Threatening Scare Tactics
This is an instructional poster that showed Hitler’s beliefs about Germany going downhill. It was displayed alongside a series of posters to teach kids about eugenics. The title reads People’s Degeneration = People’s Death, which is a pseudoscientific idea that theorized that Germany was weakened by people moving to the countryside. Under the practice of eugenics, controlled breeding of the population helps reduce undesirable heritable characteristics. If people moved to the country, Hitler couldn’t control their actions as easily. Under the Nazi party, complete control of every citizen was absolutely necessary to maintain order and breed a massive Aryan Army for Hitler’s control of the free world.
Children Love Hitler…?
This poster shows Hitler interacting with a group of children in a very happy and cheerful manner. This was meant to show that Hitler was approachable, despite the fact he was usually portrayed as a stern dictator. This was a blatant attempt to get more children and their parents to back his ideologies.The propaganda worked and by 1939 parents all over Germany were required to send their kids to the Hitler’s Youth. The dictator realized that he needed to convince his citizen’s things would get much better if he could drive out evil forces that he believed had destroyed his country’s reputation and power around the world.
Caricatured Jewish Teachers and Students Being Expelled
This was a poster released in the 1930’s that sadly showed Jewish kids and teachers being expelled from their schools. At first, the Nazi party claimed Jewish children were being expelled from schools due to apparent overcrowding. Over the years it became apparent that the expulsion of these Jewish children was the result of the Nazi Party attempting to purge the country of the Jewish heritage altogether. In this poster, we clearly see a ton of negative stereotypes in the Jewish characters including large noses and bent postures. Jewish propaganda would become outwardly more negative as World War II progressed.
We all know that the Jewish people were the first and biggest priority target of the Nazis. Illustrations like this one in the book, Trust No Fox in the Green Meadow and No Jew on His Oath, claimed that all Jews were cheaters and generally bad people. The headlines in the photo are translated to “Jews are Our Misfortune” and “How Jews Cheat.” Hitler needed to convince millions of Germans, and the rest of the world, that Jewish people were responsible for their own economic struggles. The Nazi party focused on Jewish control of many banks while asserting that the financial hardships in Germany were all at the fault of these people.
Nazis Raised Money for “Youth Hostels”
Not only was this propaganda aimed at recruiting young people into the Nazi culture, it was a horribe lie. This poster directly asked for German citizens to donate money, claiming it would be used to build youth hostels and homes.

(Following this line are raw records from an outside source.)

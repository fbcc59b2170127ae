//! Row types persisted by the storage layer
//!
//! ## Tables
//!
//! Two tables are maintained, both named after the configured prefix:
//!
//! - `<prefix>services` - one row per monitored service, keyed by a surrogate id.
//!   `(name, group)` is the business key.
//! - `<prefix>history` - one row per completed probe. Rows reference their service
//!   with `ON DELETE CASCADE`, so removing a service removes its history.
//!
//! Timestamps are stored as UTC milliseconds.

use std::fmt;
use std::str::FromStr;

use chrono::{DateTime, Utc};
use serde::{Deserialize, Serialize};

/// Surrogate identifier assigned by storage when a service is inserted
pub type ServiceId = i64;

/// A monitored target as persisted by the registry
#[derive(Debug, Clone, PartialEq, Eq, Serialize, Deserialize)]
pub struct Service {
    pub id: ServiceId,
    pub name: String,
    pub group: String,
    /// Endpoint exactly as configured (always parses as a URI, see `config::Config::validate`)
    pub endpoint: String,
    /// Display hint only; probing ignores it
    pub hidden: bool,
}

/// Classified state of a service at one point in time
#[derive(Debug, Clone, Copy, PartialEq, Eq, Hash, Serialize, Deserialize)]
#[serde(rename_all = "SCREAMING_SNAKE_CASE")]
pub enum Status {
    /// Reachable and, for TLS endpoints, presenting a valid certificate chain
    Operational,

    /// Reachable at the transport level, but the TLS handshake or certificate check failed
    Limited,

    /// Not reachable at all
    Offline,

    /// No check has completed yet
    Unknown,
}

impl Status {
    pub fn as_str(&self) -> &'static str {
        match self {
            Status::Operational => "OPERATIONAL",
            Status::Limited => "LIMITED",
            Status::Offline => "OFFLINE",
            Status::Unknown => "UNKNOWN",
        }
    }
}

impl fmt::Display for Status {
    fn fmt(&self, f: &mut fmt::Formatter<'_>) -> fmt::Result {
        f.write_str(self.as_str())
    }
}

impl FromStr for Status {
    type Err = String;

    fn from_str(s: &str) -> Result<Self, Self::Err> {
        match s {
            "OPERATIONAL" => Ok(Status::Operational),
            "LIMITED" => Ok(Status::Limited),
            "OFFLINE" => Ok(Status::Offline),
            "UNKNOWN" => Ok(Status::Unknown),
            other => Err(format!("unknown status '{other}'")),
        }
    }
}

/// One persisted probe outcome
#[derive(Debug, Clone, PartialEq, Eq, Serialize, Deserialize)]
pub struct HistoryEntry {
    /// Monotonically increasing in insertion order; breaks timestamp ties
    pub id: i64,
    pub service_id: ServiceId,
    pub timestamp: DateTime<Utc>,
    pub status: Status,
    pub error: Option<String>,
    pub possible_cause: Option<String>,
}

/// A history row that has not been written yet
#[derive(Debug, Clone, PartialEq, Eq)]
pub struct NewHistoryEntry {
    pub service_id: ServiceId,
    pub timestamp: DateTime<Utc>,
    pub status: Status,
    pub error: Option<String>,
    pub possible_cause: Option<String>,
}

The Nazi’s built some youth hotels but typically the money was used for much more nefarious reasons. Most of the time, donations were used for weapons and other military needs. As World War II drug on and Hitler found himself battling much of the free world, the staggering costs of his efforts weighed heavy on many German families who were scrapping to get by.
The German Student Fights
This poster was all about convincing students to support and fight for the Nazis and their vision of the world’s future. The poster shows a young Aryan man showing his support to Nazis while flying a flag. Nazis wanted their supporters to be stark, strong, and educated, all qualities which the man in this poster represents. With the Hitler Youth brainwashing millions of German children, it wasn’t a hard sell for them to join Hitler’s Army once they reached maturity. Images of blonde haired and blue eyed men and women were typical components of many pieces of German propaganda.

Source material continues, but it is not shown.